Lifileucel

Clinical data
- Trade names: Amtagvi
- Other names: LN-144
- AHFS/Drugs.com: Monograph
- MedlinePlus: a624019
- License data: US DailyMed: Lifileucel;
- Routes of administration: Intravenous
- Drug class: Antineoplastic
- ATC code: L01XL11 (WHO) ;

Legal status
- Legal status: CA: ℞-only / Schedule D; US: ℞-only;

Identifiers
- CAS Number: 2306267-74-1;
- DrugBank: DB17107;
- UNII: R0835E18NH;
- KEGG: D12833;

= Lifileucel =

Medication

Lifileucel, sold under the brand name Amtagvi, is an adoptive T cell therapy used for the treatment of melanoma.

Specifically, lifileucel is a tumor-derived T cell immunotherapy composed of a recipient's own T cells (autologous). A portion of the recipient's tumor tissue is removed during a surgical procedure prior to treatment. The recipient's T cells (the tumor-infiltrating lymphocytes) are separated from the tumor tissue, multiplied and then infused into the recipient in a single dose. T cells are a type of cell that helps the immune system fight cancer and infections.

The most common adverse reactions include chills, fever, fatigue, tachycardia (abnormally fast heart rate), diarrhea, febrile neutropenia (fever associated with a low level of certain white blood cells), edema (swelling due to buildup of fluid in body tissues), rash, hypotension, hair loss, infection, hypoxia (abnormally low oxygen levels in the body) and shortness of breath.

Lifileucel is the first tumor-derived T cell immunotherapy approved by the US Food and Drug Administration. It was approved for medical use in the United States in February 2024.

== Medical uses ==
Lifileucel is indicated for the treatment of adults with unresectable (unable to be removed with surgery) or metastatic (spread to other parts of the body) melanoma previously treated with a PD-1 blocking antibody, and if BRAF V600 mutation positive, a BRAF inhibitor with or without a MEK inhibitor.

== Side effects ==
The most common adverse reactions include chills, fever, fatigue, tachycardia (abnormally fast heart rate), diarrhea, febrile neutropenia (fever associated with a low level of certain white blood cells), edema (swelling due to buildup of fluid in body tissues), rash, hypotension, hair loss, infection, hypoxia (abnormally low oxygen levels in the body) and feeling short of breath.

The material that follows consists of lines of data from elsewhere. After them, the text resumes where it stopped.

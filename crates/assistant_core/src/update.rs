use assistant_logging::{assistant_debug, assistant_info, assistant_warn};

use crate::{AppState, BackendFailure, BackendStatus, Effect, Mode, Msg, Operation, Severity, Turn};

const MSG_NO_FILES: &str = "Please select at least one file";
const MSG_NO_URL: &str = "Please enter a URL";
const MSG_NO_QUESTION: &str = "Please enter a question";
const MSG_THINKING: &str = "Thinking...";
const MSG_CHAT_CLEARED: &str = "Chat cleared";
const MSG_UPLOAD_OK: &str = "Files uploaded successfully";
const MSG_URL_OK: &str = "Website processed successfully";
const MSG_ANSWER_OK: &str = "Answer received";
const MSG_INDEX_CLEARED: &str = "Index cleared";
const MSG_UPLOAD_FAILED: &str = "Upload failed";
const MSG_URL_FAILED: &str = "URL processing failed";
const MSG_ASK_FAILED: &str = "Failed to get an answer";
const MSG_CLEAR_FAILED: &str = "Failed to clear index";

/// Pure update function: applies a message to state and returns any effects.
pub fn update(mut state: AppState, msg: Msg) -> (AppState, Vec<Effect>) {
    let effects = match msg {
        Msg::Mounted => {
            if state.polling {
                Vec::new()
            } else {
                state.polling = true;
                state.mark_dirty();
                vec![Effect::StartStatusPolling]
            }
        }
        Msg::Unmounted => {
            if state.polling {
                state.polling = false;
                state.mark_dirty();
                vec![Effect::StopStatusPolling]
            } else {
                Vec::new()
            }
        }
        Msg::ModeSelected(mode) => {
            if state.ingestion.set_mode(mode) {
                state.mark_dirty();
            }
            Vec::new()
        }
        Msg::FilesSelected(files) => {
            assistant_debug!("Selected {} file(s)", files.len());
            state.ingestion.select_files(files);
            state.mark_dirty();
            vec![Effect::RefreshStatus]
        }
        Msg::FileRemoved { index } => match state.ingestion.remove_file(index) {
            Some(now_empty) => {
                state.mark_dirty();
                if now_empty {
                    vec![Effect::ResetFilePicker]
                } else {
                    Vec::new()
                }
            }
            None => {
                assistant_debug!("Ignoring removal of file #{} (out of range)", index);
                Vec::new()
            }
        },
        Msg::UrlInputChanged(text) => {
            state.ingestion.set_url_input(text);
            state.mark_dirty();
            Vec::new()
        }
        Msg::UploadFilesClicked => submit_files(&mut state),
        Msg::UploadUrlClicked => submit_url(&mut state),
        Msg::FilesUploaded { result } => {
            if !release(&mut state, Operation::UploadFiles) {
                return (state, Vec::new());
            }
            match result {
                Ok(message) => {
                    assistant_info!("Upload finished");
                    state.ingestion.clear_files();
                    let notice = message.unwrap_or_else(|| MSG_UPLOAD_OK.to_string());
                    vec![
                        notify(&mut state, notice, Severity::Success),
                        Effect::ResetFilePicker,
                        Effect::RefreshStatus,
                    ]
                }
                Err(failure) => vec![notify_failure(&mut state, failure, MSG_UPLOAD_FAILED)],
            }
        }
        Msg::UrlIngested { result } => {
            if !release(&mut state, Operation::IngestUrl) {
                return (state, Vec::new());
            }
            match result {
                Ok(message) => {
                    assistant_info!("URL ingestion finished");
                    state.ingestion.clear_url();
                    let notice = message.unwrap_or_else(|| MSG_URL_OK.to_string());
                    vec![
                        notify(&mut state, notice, Severity::Success),
                        Effect::RefreshStatus,
                    ]
                }
                Err(failure) => vec![notify_failure(&mut state, failure, MSG_URL_FAILED)],
            }
        }
        Msg::QuestionInputChanged(text) => {
            state.question_input = text;
            state.mark_dirty();
            Vec::new()
        }
        Msg::AskClicked | Msg::QuestionEnterPressed { soft_newline: false } => {
            ask_question(&mut state)
        }
        Msg::QuestionEnterPressed { soft_newline: true } => {
            state.question_input.push('\n');
            state.mark_dirty();
            Vec::new()
        }
        Msg::AnswerReceived { result } => {
            if !release(&mut state, Operation::AskQuestion) {
                return (state, Vec::new());
            }
            let checkpoint = state.pending_exchange.take();
            match result {
                Ok(answer) => {
                    let committed = checkpoint
                        .map(|checkpoint| {
                            state
                                .conversation
                                .commit(checkpoint, Turn::assistant(answer))
                        })
                        .unwrap_or(false);
                    if !committed {
                        assistant_debug!("Dropping answer for a conversation that was cleared");
                        return (state, Vec::new());
                    }
                    vec![notify(&mut state, MSG_ANSWER_OK, Severity::Success)]
                }
                Err(failure) => {
                    if let Some(checkpoint) = checkpoint {
                        state.conversation.rollback(checkpoint);
                    }
                    vec![notify_failure(&mut state, failure, MSG_ASK_FAILED)]
                }
            }
        }
        Msg::ClearChatClicked => {
            state.conversation.clear();
            vec![notify(&mut state, MSG_CHAT_CLEARED, Severity::Info)]
        }
        Msg::ClearIndexClicked => {
            if !state.awaiting_clear_confirmation {
                state.awaiting_clear_confirmation = true;
                state.mark_dirty();
            }
            Vec::new()
        }
        Msg::ClearIndexAnswered(confirmed) => {
            if !state.awaiting_clear_confirmation {
                return (state, Vec::new());
            }
            state.awaiting_clear_confirmation = false;
            state.mark_dirty();
            if confirmed {
                assistant_info!("Clearing backend index");
                vec![Effect::ClearIndex]
            } else {
                Vec::new()
            }
        }
        Msg::IndexCleared { result } => match result {
            Ok(message) => {
                state.status = BackendStatus::no_documents();
                let notice = message.unwrap_or_else(|| MSG_INDEX_CLEARED.to_string());
                vec![notify(&mut state, notice, Severity::Success)]
            }
            Err(failure) => {
                assistant_warn!("Clearing the index failed: {:?}", failure.detail);
                vec![notify(&mut state, MSG_CLEAR_FAILED, Severity::Error)]
            }
        },
        Msg::StatusRefreshed(status) => {
            if state.status != status {
                state.status = status;
                state.mark_dirty();
            }
            Vec::new()
        }
        Msg::StatusPollFailed { reason } => {
            // Keep the last known status.
            assistant_warn!("Status request failed: {}", reason);
            Vec::new()
        }
        Msg::NotificationExpired { id } => {
            if state.notifications.expire(id) {
                state.mark_dirty();
            }
            Vec::new()
        }
        Msg::Tick | Msg::NoOp => Vec::new(),
    };

    (state, effects)
}

fn submit_files(state: &mut AppState) -> Vec<Effect> {
    if state.ingestion.mode() != Mode::File {
        return Vec::new();
    }
    if state.ingestion.files().is_empty() {
        return vec![notify(state, MSG_NO_FILES, Severity::Warning)];
    }
    if !acquire(state, Operation::UploadFiles) {
        return Vec::new();
    }
    vec![Effect::UploadFiles {
        files: state.ingestion.files().to_vec(),
    }]
}

fn submit_url(state: &mut AppState) -> Vec<Effect> {
    if state.ingestion.mode() != Mode::Url {
        return Vec::new();
    }
    let Some(url) = state.ingestion.submittable_url() else {
        return vec![notify(state, MSG_NO_URL, Severity::Warning)];
    };
    if !acquire(state, Operation::IngestUrl) {
        return Vec::new();
    }
    vec![Effect::IngestUrl { url }]
}

fn ask_question(state: &mut AppState) -> Vec<Effect> {
    let query = state.question_input.trim().to_string();
    if query.is_empty() {
        return vec![notify(state, MSG_NO_QUESTION, Severity::Warning)];
    }
    if !acquire(state, Operation::AskQuestion) {
        return Vec::new();
    }

    // The question is shown before the request goes out.
    let checkpoint = state.conversation.begin_exchange(Turn::user(query.clone()));
    state.pending_exchange = Some(checkpoint);
    state.question_input.clear();
    let expire = notify(state, MSG_THINKING, Severity::Info);
    vec![expire, Effect::AskQuestion { query }]
}

fn acquire(state: &mut AppState, operation: Operation) -> bool {
    if state.lock.try_acquire(operation) {
        state.mark_dirty();
        true
    } else {
        assistant_debug!(
            "Ignoring {:?}: {:?} is still in flight",
            operation,
            state.lock.holder()
        );
        false
    }
}

fn release(state: &mut AppState, operation: Operation) -> bool {
    if state.lock.release(operation) {
        state.mark_dirty();
        true
    } else {
        assistant_warn!("Completion for {:?} without a matching request", operation);
        false
    }
}

fn notify(state: &mut AppState, message: impl Into<String>, severity: Severity) -> Effect {
    state.mark_dirty();
    state.notifications.notify(message, severity)
}

fn notify_failure(state: &mut AppState, failure: BackendFailure, fallback: &str) -> Effect {
    let message = failure
        .detail
        .filter(|detail| !detail.trim().is_empty())
        .unwrap_or_else(|| fallback.to_string());
    notify(state, message, Severity::Error)
}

People treated with lifileucel may exhibit prolonged severe low blood count, severe infection, cardiac disorder, or develop worsened respiratory or renal function or have fatal treatment-related complications. A boxed warning is included in the prescribing informationl containing information about these risks.

== History ==
The safety and effectiveness of lifileucel was evaluated in a global, multi-center, multi-cohort, clinical study including adult participants with unresectable or metastatic melanoma who had previously been treated with at least one systemic therapy, including a PD-1 blocking antibody, and if positive for the BRAF V600 mutation, a BRAF inhibitor or BRAF inhibitor with an MEK inhibitor. Effectiveness was measured via the objective response rate to treatment and duration of response (measured from the date of confirmed initial objective response to the date of progression, death from any cause, starting a new anti-cancer treatment or discontinuation from follow-up, whichever came first).

The US Food and Drug Administration (FDA) approved Lifileucel through the accelerated approval pathway and granted the application orphan drug, regenerative medicine advanced therapy, fast track, and priority review designations under the brand name Amtagvi to Iovance Biotherapeutics.

== Society and culture ==

=== Legal status ===
Lifileucel was approved for medical use in the United States in February 2024.

=== Names ===
Lifileucel is the international nonproprietary name.

Lifileucel is sold under the brand name Amtagvi.

== Research ==
The clinical trials for lifileucel in melanoma include two phases. Phase II (178 participants) demonstrated the therapy's efficacy and durable response in participants with unresectable or metastatic melanoma who had failed PD-1 blockers and BRAF inhibitors. However, adverse effects were statistically significant. Phase III (670 participants) aims to compare lifileucel combined with pembrolizumab for advanced melanoma stages (IIIC, IIID, or IV). Results are expected by 2028 and full completion by 2030.